Computational signaling models to fight Tyrosine Kinase Inhibitors resistance in leukemias

Intracellular signaling dysregulation is a key factor in many pathological processes, including the onset of resistance to anti-cancer therapies. In both acute and chronic myeloid leukemias, aberrant activation of protein tyrosine kinases (PTKs), such as FLT3 and BCR-ABL, sustain the proliferation of leukemic cells. While Tyrosine Kinase Inhibitors (TKIs) have been developed to target these oncogenic receptors, 20-30% of patients develop resistance, often due to the activation of alternative signaling pathways. In this doctoral thesis, I employed two different yet complementary computational approaches to unravel TKI resistance mechanisms in AML and CML and identify combination therapies to restore treatment sensitivity. First, I developed SignalingProfiler, a novel computational strategy that bridges multi-omics data to cellular phenotypes using literature-derived causal signaling networks. This approach allowed for the construction of context-specific models of intracellular signaling, unveiling new resistance axes in AML and CML and highlighting promising drug candidates for combination with TKIs.
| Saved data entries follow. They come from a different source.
//! The boundary between this crate and whatever softswitch it is embedded
//! in. Everything call-signaling (SIP dialog state, RTP negotiation,
//! ringing) is out of scope here — `TelephonyHost` is the narrow surface
//! the edge session needs from the host: answer, read a frame, write a
//! frame, and hang up.
//!
//! A real integration implements this trait against the host's native
//! call object (an RTP leg, a FreeSWITCH channel, a media gateway socket).
//! [`SimulatedHost`] is a bare in-memory double used by the harness binary
//! and the test suite so the session state machine can be exercised
//! without a real softswitch.

use std::collections::VecDeque;
use std::sync::atomic::{AtomicBool, Ordering};

use parking_lot::Mutex;

/// The telephony-side codec a frame arrived in, as reported by the host.
#[derive(Debug, Clone, Copy, PartialEq, Eq)]
pub enum ReadCodec {
    MuLaw,
    ALaw,
    Pcm16,
}

/// The telephony-side codec the host currently wants outbound audio in.
/// `None` (via [`TelephonyHost::write_codec`]) means the host hasn't
/// finished negotiating yet and writes must be rejected.
#[derive(Debug, Clone, Copy, PartialEq, Eq)]
pub enum WriteCodec {
    MuLaw,
    ALaw,
    Pcm16,
}

/// One frame of inbound (caller -> bridge) audio as the host delivered it.
#[derive(Debug, Clone)]
pub struct InboundFrame {
    pub data: Vec<u8>,
    pub codec: ReadCodec,
}

/// One frame of outbound (bridge -> caller) audio, already encoded into
/// the host's negotiated write codec.
#[derive(Debug, Clone)]
pub struct OutboundFrame {
    pub data: Vec<u8>,
    pub codec: WriteCodec,
}

/// Why the call ended, for logging and any host-side billing/CDR hook.
#[derive(Debug, Clone, Copy, PartialEq, Eq)]
pub enum HangupCause {
    /// The bridge session asked for a clean hangup (AI tool call, or the
    /// AI end of the call closing the stream).
    BridgeRequested,
    /// The bridge's TCP connection died unexpectedly.
    BridgeLost,
    /// The caller's leg hung up first; nothing further to bridge.
    CallerHangup,
}

/// The host-facing surface the edge session needs. Implementors own
/// whatever call-signaling machinery sits underneath (SIP, RTP, a PBX
/// API) — none of that is visible here by design.
pub trait TelephonyHost: Send + Sync {
    /// Answer the call. Idempotent: calling it twice is a no-op.
    fn answer(&self) -> crate::error::Result<()>;

    /// Non-blocking poll for the next inbound frame. `Ok(None)` means
    /// nothing is ready this tick — the caller should continue its
    /// soft-deadline loop rather than block.
    fn read_frame(&self) -> crate::error::Result<Option<InboundFrame>>;

    /// Write one outbound frame to the caller leg. Returns
    /// [`crate::error::EdgeError::TelephonyWriteRejected`] if
    /// [`TelephonyHost::write_codec`] is still `None`.
    fn write_frame(&self, frame: OutboundFrame) -> crate::error::Result<()>;

    /// The host's currently negotiated write codec, once known.
    fn write_codec(&self) -> Option<WriteCodec>;

    /// Tear down the call leg with a cause, for logging/CDR purposes.
    fn hangup(&self, cause: HangupCause);

    /// Best-effort local error tone/prompt, played when the bridge
    /// connection cannot be established or drops mid-call and no AI
    /// voice is available to apologize. Hosts without a prompt player
    /// may leave this a no-op.
    fn play_error_prompt(&self) {}
}

/// An in-memory [`TelephonyHost`] double: feeds frames from a preloaded
/// queue and records everything written back, for the harness binary and
/// integration tests.
pub struct SimulatedHost {
    answered: AtomicBool,
    inbound: Mutex<VecDeque<InboundFrame>>,
    outbound: Mutex<Vec<OutboundFrame>>,
    write_codec: Mutex<Option<WriteCodec>>,
    hangup_cause: Mutex<Option<HangupCause>>,
    error_prompts_played: AtomicBool,
}

impl SimulatedHost {
    pub fn new() -> Self {
        Self {
            answered: AtomicBool::new(false),
            inbound: Mutex::new(VecDeque::new()),
            outbound: Mutex::new(Vec::new()),
            write_codec: Mutex::new(None),
            hangup_cause: Mutex::new(None),
            error_prompts_played: AtomicBool::new(false),
        }
    }

    /// Queue a frame for the next `read_frame` call to return.
    pub fn push_inbound(&self, frame: InboundFrame) {
        self.inbound.lock().push_back(frame);
    }

    /// Simulate the host finishing codec negotiation.
    pub fn set_write_codec(&self, codec: WriteCodec) {
        *self.write_codec.lock() = Some(codec);
    }

    pub fn was_answered(&self) -> bool {
        self.answered.load(Ordering::Acquire)
    }

    pub fn outbound_frames(&self) -> Vec<OutboundFrame> {
        self.outbound.lock().clone()
    }

    pub fn hangup_cause(&self) -> Option<HangupCause> {
        *self.hangup_cause.lock()
    }

    pub fn error_prompt_played(&self) -> bool {
        self.error_prompts_played.load(Ordering::Acquire)
    }
}

impl Default for SimulatedHost {
    fn default() -> Self {
        Self::new()
    }
}

impl TelephonyHost for SimulatedHost {
    fn answer(&self) -> crate::error::Result<()> {
        self.answered.store(true, Ordering::Release);
        Ok(())
    }

    fn read_frame(&self) -> crate::error::Result<Option<InboundFrame>> {
        Ok(self.inbound.lock().pop_front())
    }

    fn write_frame(&self, frame: OutboundFrame) -> crate::error::Result<()> {
        if self.write_codec.lock().is_none() {
            return Err(crate::error::EdgeError::TelephonyWriteRejected);
        }
        self.outbound.lock().push(frame);
        Ok(())
    }

    fn write_codec(&self) -> Option<WriteCodec> {
        *self.write_codec.lock()
    }

    fn hangup(&self, cause: HangupCause) {
        *self.hangup_cause.lock() = Some(cause);
    }

    fn play_error_prompt(&self) {
        self.error_prompts_played.store(true, Ordering::Release);
    }
}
Second, I generated genotype-specific Boolean models of FLT3-ITD positive AML patients. These models were used to screen different drug combinations in silico and represented a step toward the usage of computational models within a translational context. Together, these strategies not only have deepened our understanding of the molecular mechanisms driving TKI resistance, but also paved the way for the development of more effective, targeted, and personalized therapies for acute and chronic myeloid leukemia patients.